In humans, the rDNA genes are arranged in a head-to-tail orientation forming repeat arrays organized in the nucleolar organizer regions (NOR) at the short arm of the 5 acrocentric chromosomes. The precise organization and exact number of repeats is species, cell type and age dependent [13,14]. Canonical repeats in human cells are 43–45 kb in length and composed of a core and spacer promoter, a transcribed region containing both a 5′ and 3′ external transcribed spacer region (ETS), two internal transcribed spacer regions (ITS) and the 18S, 5.8S and 28S rRNA coding regions, with each individual repeat separated by a non-coding intergenic spacer (IGS; ~30 kb) [15] (Figure 1). In higher eukaryotes, the core promoter dictates transcription of the pre-47S rRNA [16,17], whereas the spacer promoter [18,19,20,21] mediates transcription of non-coding RNAs (see below). Transcription termination factor 1 (TTF-1) binds to the transcription terminator sites downstream of the 28S coding region and blocks Pol I elongation [22,23,24].

The upstream transcription enhancer elements (UTEEs), also known as the spacer promoter enhancer repeat, are another regulatory element located in the IGS [25]. This is the site of the formation of an enhancer boundary complex formed by CCCTC-binding factor (CTCF) and cohesion [24].

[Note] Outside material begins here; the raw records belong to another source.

//! Coalescing task queue.
//!
//! Producers on any thread submit tasks; one consumer loop extracts and runs
//! them in submission order. A submission whose concrete type matches a
//! pending slot, and whose [`QueueTask::try_merge_with`] accepts that slot's
//! representative, merges into it instead of occupying a new slot. The merged
//! slot moves to the tail, so a group runs no earlier than its latest
//! contributing submission.
//!
//! All bookkeeping happens under one lock that is never held across
//! [`QueueTask::perform`] or [`QueueTask::dispose`].

use std::any::TypeId;
use std::collections::{HashMap, VecDeque};
use std::panic::{AssertUnwindSafe, catch_unwind, resume_unwind};
use std::sync::Arc;

use parking_lot::Mutex;

use crate::receipt::{Submission, SubmissionReceipt, SubmitOutcome, TaskId};
use crate::task::{BoxedTask, MergeOutcome, QueueTask, task_type_id};
use crate::token::TaskToken;

mod handle;

pub use handle::QueuedTask;

/// Pending merge group.
struct Slot {
	id: TaskId,
	type_id: TypeId,
	task: BoxedTask,
	/// Receipt of the latest submission that contributed to this slot.
	receipt: SubmissionReceipt,
	/// Cancelled by `cancel_all_tasks` while the slot waits.
	token: TaskToken,
}

#[derive(Default)]
struct QueueState {
	slots: VecDeque<Slot>,
	/// Tokens of extracted tasks whose handles are still open.
	running: HashMap<TaskId, TaskToken>,
	latest: SubmissionReceipt,
	next_id: u64,
}

impl QueueState {
	fn mint_receipt(&mut self) -> SubmissionReceipt {
		let receipt = SubmissionReceipt::from_stamp(self.latest.stamp().wrapping_add(1));
		self.latest = receipt;
		receipt
	}

	fn mint_id(&mut self) -> TaskId {
		self.next_id = self.next_id.wrapping_add(1);
		TaskId::from_raw(self.next_id)
	}

	/// Finds the first slot the incoming task merges with.
	fn find_merge(&self, task: &dyn QueueTask, type_id: TypeId) -> Option<(usize, MergeOutcome)> {
		self.slots
			.iter()
			.enumerate()
			.filter(|(_, slot)| slot.type_id == type_id)
			.find_map(|(idx, slot)| task.try_merge_with(slot.task.as_ref()).map(|outcome| (idx, outcome)))
	}
}

pub(crate) struct QueueInner {
	state: Mutex<QueueState>,
}

impl QueueInner {
	/// Drops the running registration of a closed handle.
	fn release(&self, id: TaskId) {
		self.state.lock().running.remove(&id);
	}
}

/// Thread-safe coalescing task queue.
///
/// Cloning yields another handle to the same queue.
#[derive(Clone)]
pub struct MergingTaskQueue {
	inner: Arc<QueueInner>,
}

impl Default for MergingTaskQueue {
	fn default() -> Self {
		Self::new()
	}
}

impl std::fmt::Debug for MergingTaskQueue {
	fn fmt(&self, f: &mut std::fmt::Formatter<'_>) -> std::fmt::Result {
		let state = self.inner.state.lock();
		f.debug_struct("MergingTaskQueue")
			.field("pending", &state.slots.len())
			.field("running", &state.running.len())
			.field("latest", &state.latest)
			.finish()
	}
}

impl MergingTaskQueue {
	/// Creates an empty queue.
	pub fn new() -> Self {
		Self {
			inner: Arc::new(QueueInner {
				state: Mutex::new(QueueState::default()),
			}),
		}
	}

	/// Submits a task and returns its receipt.
	pub fn add_task<T: QueueTask>(&self, task: T) -> SubmissionReceipt {
		self.submit_boxed(Box::new(task)).receipt
	}

	/// Submits a task, reporting its slot id and whether it coalesced.
	pub fn submit<T: QueueTask>(&self, task: T) -> Submission {
		self.submit_boxed(Box::new(task))
	}

	/// Submits an already boxed task.
	///
	/// Superseded tasks are disposed before this returns.
	pub fn submit_boxed(&self, task: BoxedTask) -> Submission {
		let mut superseded: Vec<BoxedTask> = Vec::new();
		let submission = {
			let mut state = self.inner.state.lock();
			let type_id = task_type_id(task.as_ref());
			let decision = catch_unwind(AssertUnwindSafe(|| state.find_merge(task.as_ref(), type_id)));
			let found = match decision {
				Ok(found) => found,
				Err(payload) => {
					drop(state);
					tracing::warn!(label = task.label(), "queue.merge.panicked");
					dispose_task(task);
					resume_unwind(payload);
				}
			};
			// Minted only once the submission is certain to land.
			let receipt = state.mint_receipt();
			let merge = found.and_then(|(idx, outcome)| state.slots.remove(idx).map(|slot| (slot, outcome)));

			match merge {
				Some((mut slot, outcome)) => {
					match outcome {
						MergeOutcome::KeepIncoming => superseded.push(std::mem::replace(&mut slot.task, task)),
						MergeOutcome::KeepExisting => superseded.push(task),
						MergeOutcome::Replace(fresh) => {
							superseded.push(std::mem::replace(&mut slot.task, fresh));
							superseded.push(task);
						}
					}
					slot.type_id = task_type_id(slot.task.as_ref());
					slot.receipt = receipt;
					slot.token = TaskToken::new(slot.id);
					let task_id = slot.id;
					tracing::trace!(
						task_id = %task_id,
						stamp = receipt.stamp(),
						label = slot.task.label(),
						pending = state.slots.len() + 1,
						"queue.coalesce"
					);
					state.slots.push_back(slot);
					Submission {
						receipt,
						task_id,
						outcome: SubmitOutcome::Coalesced,
					}
				}
				None => {
					let task_id = state.mint_id();
					tracing::trace!(
						task_id = %task_id,
						stamp = receipt.stamp(),
						label = task.label(),
						pending = state.slots.len() + 1,
						"queue.add_task"
					);
					state.slots.push_back(Slot {
						id: task_id,
						type_id,
						task,
						receipt,
						token: TaskToken::new(task_id),
					});
					Submission {
						receipt,
						task_id,
						outcome: SubmitOutcome::Enqueued,
					}
				}
			}
		};

		dispose_all(superseded);
		submission
	}

	/// Pops the head slot, or returns `None` when nothing is pending.
	///
	/// The returned handle owns the task until it is executed or closed.
	pub fn extract_next_task(&self) -> Option<QueuedTask> {
		self.extract_where(|_| true)
	}

	/// Like [`Self::extract_next_task`], but leaves the head in place when its
	/// latest contributing submission is after `through`.
	///
	/// Slots are ordered by receipt, so this stops at the first later one.
	pub(crate) fn extract_next_task_through(&self, through: SubmissionReceipt) -> Option<QueuedTask> {
		self.extract_where(|receipt| !receipt.is_after(through))
	}

	/// Returns true when the head slot would be extracted by
	/// [`Self::extract_next_task_through`].
	pub(crate) fn has_pending_through(&self, through: SubmissionReceipt) -> bool {
		self.inner.state.lock().slots.front().is_some_and(|slot| !slot.receipt.is_after(through))
	}

	fn extract_where(&self, admit: impl FnOnce(SubmissionReceipt) -> bool) -> Option<QueuedTask> {
		let mut state = self.inner.state.lock();
		if !admit(state.slots.front()?.receipt) {
			return None;
		}
		let slot = state.slots.pop_front()?;
		let token = TaskToken::new(slot.id);
		if slot.token.is_cancelled() {
			token.cancel();
		}
		state.running.insert(slot.id, token.clone());
		tracing::trace!(
			task_id = %slot.id,
			stamp = slot.receipt.stamp(),
			label = slot.task.label(),
			pending = state.slots.len(),
			"queue.extract"
		);
		Some(QueuedTask::new(Arc::clone(&self.inner), slot.id, slot.task, token, slot.receipt))
	}

	/// Cancels one merge group.
	///
	/// A pending group is removed and disposed right away. An extracted one only
	/// has its token cancelled; disposal happens when its handle closes.
	/// Returns false for ids that are neither pending nor running.
	pub fn cancel_task(&self, id: TaskId) -> bool {
		let mut state = self.inner.state.lock();
		if let Some(token) = state.running.get(&id) {
			token.cancel();
			tracing::debug!(task_id = %id, "queue.cancel_task.running");
			return true;
		}
		let Some(idx) = state.slots.iter().position(|slot| slot.id == id) else {
			return false;
		};
		let slot = state.slots.remove(idx);
		drop(state);

		if let Some(slot) = slot {
			tracing::debug!(task_id = %id, label = slot.task.label(), "queue.cancel_task.pending");
			slot.token.cancel();
			dispose_task(slot.task);
		}
		true
	}

	/// Cancels the tokens of every pending and every running task.
	///
	/// Nothing is removed or disposed.
	pub fn cancel_all_tasks(&self) {
		let state = self.inner.state.lock();
		for slot in &state.slots {
			slot.token.cancel();
		}
		for token in state.running.values() {
			token.cancel();
		}
		tracing::debug!(pending = state.slots.len(), running = state.running.len(), "queue.cancel_all");
	}

	/// Cancels running tasks and disposes every pending one.
	///
	/// Running tasks are not disposed here; their handles do that once
	/// `perform` returns. Returns the number of pending tasks disposed.
	pub fn dispose_pending_tasks(&self) -> usize {
		let slots: Vec<Slot> = {
			let mut state = self.inner.state.lock();
			for token in state.running.values() {
				token.cancel();
			}
			tracing::debug!(pending = state.slots.len(), running = state.running.len(), "queue.dispose_pending");
			state.slots.drain(..).collect()
		};

		let disposed = slots.len();
		dispose_all(slots.into_iter().map(|slot| {
			slot.token.cancel();
			slot.task
		}));
		disposed
	}

	/// Returns the receipt of the latest submission.
	pub fn latest_submission_receipt(&self) -> SubmissionReceipt {
		self.inner.state.lock().latest
	}

	/// Returns true when no slot is pending.
	pub fn is_empty(&self) -> bool {
		self.inner.state.lock().slots.is_empty()
	}

	/// Returns the number of pending slots.
	pub fn pending_len(&self) -> usize {
		self.inner.state.lock().slots.len()
	}

	/// Returns the number of extracted tasks whose handles are still open.
	pub fn running_len(&self) -> usize {
		self.inner.state.lock().running.len()
	}

	/// Returns the labels of pending tasks, head first.
	pub fn pending_labels(&self) -> Vec<String> {
		self.inner.state.lock().slots.iter().map(|slot| slot.task.label().to_owned()).collect()
	}

	/// Address-based identity, unique among live queues.
	pub(crate) fn identity(&self) -> usize {
		Arc::as_ptr(&self.inner) as usize
	}
}

fn dispose_task(mut task: BoxedTask) {
	tracing::trace!(label = task.label(), "queue.dispose");
	task.dispose();
}

/// Disposes every task even if some `dispose` panics; the first panic resumes
/// after the rest are done.
fn dispose_all(tasks: impl IntoIterator<Item = BoxedTask>) {
	let mut panicked = None;
	for task in tasks {
		if let Err(payload) = catch_unwind(AssertUnwindSafe(|| dispose_task(task))) {
			panicked.get_or_insert(payload);
		}
	}
	if let Some(payload) = panicked {
		resume_unwind(payload);
	}
}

Upstream the enhancer boundary complex is flanked by nucleosomes, while downstream various components of the Pol I basal transcription apparatus were found, including Pol I, selectively factor -1 (SL-1), UBTF, RRN3, and TTF-1. The functional significance of these components is unclear as they are not involved in transcription. This is probably an artefact caused by the spatial proximity of the enhancer boundary complex and the core promoter, which leads to cross-linking of factors associated with the core promoter and the UTEE. It has been proposed that the enhancer boundary complex forms and serves as entry points for chromatin remodelling [24].

Traditionally, with exception of the IGS, which mainly contains repetitive sequences and transposable elements, the rRNA genes are believed to be highly conserved among species; however, increasing evidence suggest that not all rRNA genes are identical and instead exist in several variants [26,27,28]. The first report of a non-canonical rDNA repeat was by Caburet et al. in 2005, describing palindromic sequences arranged as mosaics with canonical repeats in human NORs [29].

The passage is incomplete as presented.